The cysteine protease aleurain, a member of the papain superfamily, was characterized by its specificity constants, k cat / K m , for the hydrolysis of different substrates of the type H‐P 1 ‐NH‐Mec (NH‐Mec, 4‐methylcoumaryl‐7‐amide). The determined constants for the different substrates decrease in the order citrulline > Arg = Phe ≫ Ala. A 75‐fold loss of specificity was observed when the substrate Bz‐Arg‐NH‐Mec (Bz, benzoyl), with a blocked N‐terminus, was used instead of H‐Arg‐NH‐Mec. The pH dependence of k cat / K m for H‐Arg‐NH‐Mec was bell‐shaped with p K a1 , and p K a2 values of 5.81 and 7.27, respectively, at 25°C. The residue corresponding to a p K a1 , value of 5.81 could be identified by its ionisation enthalpy, H ion , of 15 kJ/mol as a carboxylate group of the enzyme interacting electrostatically with the residue with p K a2 7.27, attributed to the α‐amino group of the substrate by its H ion , value of 48 kJ/mol.
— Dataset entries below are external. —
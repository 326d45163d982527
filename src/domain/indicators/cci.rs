use rust_decimal::Decimal;

use crate::domain::indicators::{require_history, IndicatorResult};
use crate::domain::market::candle::Candle;

fn typical_price(c: &Candle) -> Decimal {
    (c.high + c.low + c.close) / Decimal::from(3)
}

/// Commodity Channel Index, period 20 by default.
pub fn cci(candles: &[Candle], period: usize) -> IndicatorResult<Decimal> {
    require_history(candles, period)?;

    let window = &candles[candles.len() - period..];
    let typical: Vec<Decimal> = window.iter().map(typical_price).collect();
    let sma = typical.iter().sum::<Decimal>() / Decimal::from(period);
    let mean_deviation =
        typical.iter().map(|tp| (*tp - sma).abs()).sum::<Decimal>() / Decimal::from(period);

    if mean_deviation == Decimal::ZERO {
        return Ok(Decimal::ZERO);
    }
    let last_tp = *typical.last().expect("non-empty: checked by require_history");
    Ok((last_tp - sma) / (Decimal::new(15, 3) * mean_deviation))
}

#[cfg(test)]
mod tests {
    use super::*;
    use crate::domain::market::timeframe::Timeframe;
    use rust_decimal_macros::dec;

    fn candle(h: Decimal, l: Decimal, c: Decimal) -> Candle {
        Candle {
            interval: Timeframe::FifteenMin,
            ts_open: 0,
            open: c,
            high: h,
            low: l,
            close: c,
            tick_count: 1,
            sealed: true,
        }
    }

    #[test]
    fn flat_series_gives_zero_cci() {
        let candles = vec![candle(dec!(101), dec!(99), dec!(100)); 20];
        assert_eq!(cci(&candles, 20).unwrap(), Decimal::ZERO);
    }

    #[test]
    fn spike_above_mean_gives_positive_cci() {
        let mut candles: Vec<Candle> = (0..19).map(|_| candle(dec!(101), dec!(99), dec!(100))).collect();
        candles.push(candle(dec!(120), dec!(118), dec!(119)));
        assert!(cci(&candles, 20).unwrap() > Decimal::ZERO);
    }
}
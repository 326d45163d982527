use std::collections::HashMap;
use std::sync::Arc;

use tokio::sync::{mpsc, watch};
use tracing::{info, warn};

use crate::domain::market::candle::Candle;
use crate::domain::market::instrument::Instrument;
use crate::domain::market::quote::PriceQuote;
use crate::domain::market::timeframe::Timeframe;
use crate::domain::repositories::CandleStore;
use crate::infrastructure::event_bus::{BarClosePayload, Event, EventBus};

/// Folds incoming ticks into per-interval candles, one open bucket per
/// `(instrument, timeframe)` at a time. Rejects clock-regressed ticks and
/// synthesizes gap candles when buckets are skipped entirely.
pub struct Aggregator<S: CandleStore> {
    store: Arc<S>,
    bus: Arc<EventBus>,
    open: HashMap<(Instrument, Timeframe), Candle>,
}

fn price_of(tick: &PriceQuote, instrument: Instrument) -> rust_decimal::Decimal {
    match instrument {
        Instrument::GramGold => tick.gram_gold,
        Instrument::OunceUsd => tick.ounce_usd,
        Instrument::UsdTry => tick.usd_try,
    }
}

impl<S: CandleStore> Aggregator<S> {
    pub fn new(store: Arc<S>, bus: Arc<EventBus>) -> Self {
        Self {
            store,
            bus,
            open: HashMap::new(),
        }
    }

    /// Exclusive writer on the open-candle map. Exits once the tick channel
    /// closes or `shutdown` fires, completing whichever tick is in flight.
    pub async fn run(mut self, mut tick_rx: mpsc::Receiver<PriceQuote>, mut shutdown: watch::Receiver<bool>) {
        loop {
            let tick = tokio::select! {
                tick = tick_rx.recv() => match tick {
                    Some(tick) => tick,
                    None => return,
                },
                _ = shutdown.changed() => {
                    info!("aggregator shutting down");
                    return;
                }
            };
            self.bus.publish(Event::PriceUpdate(crate::infrastructure::event_bus::PriceUpdatePayload {
                t: tick.ts,
                g: tick.gram_gold,
                o: tick.ounce_usd,
                u: tick.usd_try,
            }));
            for instrument in Instrument::all() {
                for interval in Timeframe::all() {
                    self.on_tick(instrument, interval, &tick).await;
                }
            }
        }
    }

    async fn on_tick(&mut self, instrument: Instrument, interval: Timeframe, tick: &PriceQuote) {
        let ts_open = interval.floor(tick.ts.timestamp_millis());
        let price = price_of(tick, instrument);
        let key = (instrument, interval);

        match self.open.get(&key) {
            None => {
                let candle = Candle::open_from_price(interval, ts_open, price);
                self.persist(instrument, &candle).await;
                self.open.insert(key, candle);
            }
            Some(current) if ts_open < current.ts_open => {
                warn!(?instrument, ?interval, tick_ts_open = ts_open, open_ts_open = current.ts_open, "rejecting clock-regressed tick");
            }
            Some(current) if ts_open == current.ts_open => {
                let mut candle = current.clone();
                candle.fold(price);
                self.persist(instrument, &candle).await;
                self.open.insert(key, candle);
            }
            Some(current) => {
                let mut sealed = current.clone();
                sealed.seal();
                self.persist(instrument, &sealed).await;
                if instrument == Instrument::GramGold {
                    self.bus.publish(Event::BarClose(BarClosePayload {
                        interval,
                        ts_open: sealed.ts_open,
                        close: sealed.close,
                    }));
                }

                let period_ms = interval.to_seconds() * 1000;
                let mut cursor = sealed.ts_open + period_ms;
                let last_close = sealed.close;
                while cursor < ts_open {
                    let gap = Candle::synthesize_gap(interval, cursor, last_close);
                    self.persist(instrument, &gap).await;
                    let mut sealed_gap = gap.clone();
                    sealed_gap.seal();
                    self.persist(instrument, &sealed_gap).await;
                    if instrument == Instrument::GramGold {
                        self.bus.publish(Event::BarClose(BarClosePayload {
                            interval,
                            ts_open: sealed_gap.ts_open,
                            close: sealed_gap.close,
                        }));
                    }
                    cursor += period_ms;
                }

                let candle = Candle::open_from_price(interval, ts_open, price);
                self.persist(instrument, &candle).await;
                self.open.insert(key, candle);
            }
        }
    }

    async fn persist(&self, instrument: Instrument, candle: &Candle) {
        if let Err(e) = self.store.upsert_candle(instrument, candle).await {
            warn!(error = %e, ?instrument, interval = ?candle.interval, "failed to persist candle");
        }
    }
}
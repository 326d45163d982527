use rust_decimal::Decimal;

use crate::domain::market::candle::Candle;

#[derive(Debug, Clone, Copy, PartialEq)]
pub struct PivotLevels {
    pub pivot: Decimal,
    pub r1: Decimal,
    pub r2: Decimal,
    pub r3: Decimal,
    pub s1: Decimal,
    pub s2: Decimal,
    pub s3: Decimal,
}

/// Classic floor-trader pivots computed from one sealed candle of the
/// next-larger timeframe.
pub fn classic_pivots(prior: &Candle) -> PivotLevels {
    let pivot = (prior.high + prior.low + prior.close) / Decimal::from(3);
    let range = prior.high - prior.low;
    PivotLevels {
        pivot,
        r1: pivot * Decimal::TWO - prior.low,
        r2: pivot + range,
        r3: prior.high + Decimal::TWO * (pivot - prior.low),
        s1: pivot * Decimal::TWO - prior.high,
        s2: pivot - range,
        s3: prior.low - Decimal::TWO * (prior.high - pivot),
    }
}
Aleurain can be titrated at the active site with l ‐trans‐epoxy‐succinylleucylamido(4‐guanidino)butane, and the reaction was characterized by its association rate constant of 19000 M −1 · s −1 . Native chicken cystatin inhibited aleurain competitively with K i 133 nM. Recombinant chicken cystatin variants Ala‐Glu‐Phe‐[Met 1 , Ile 29 , Leu 89 ] chicken egg‐white cystatin, (variant 1) and the N‐terminally truncated form des‐(S1‐P11)‐[Ala 12 , Glu 12 , Phe 14 , Met 15 , Ile 29 , Leu 89 ]‐chicken egg‐white cystatin, (variant 2), inhibited aleurain competitively with K i , values of 125 nM and 5 μM, respectively. Implications for the aminopeptidase activity of aleurain are discussed using cathepsin H for comparison.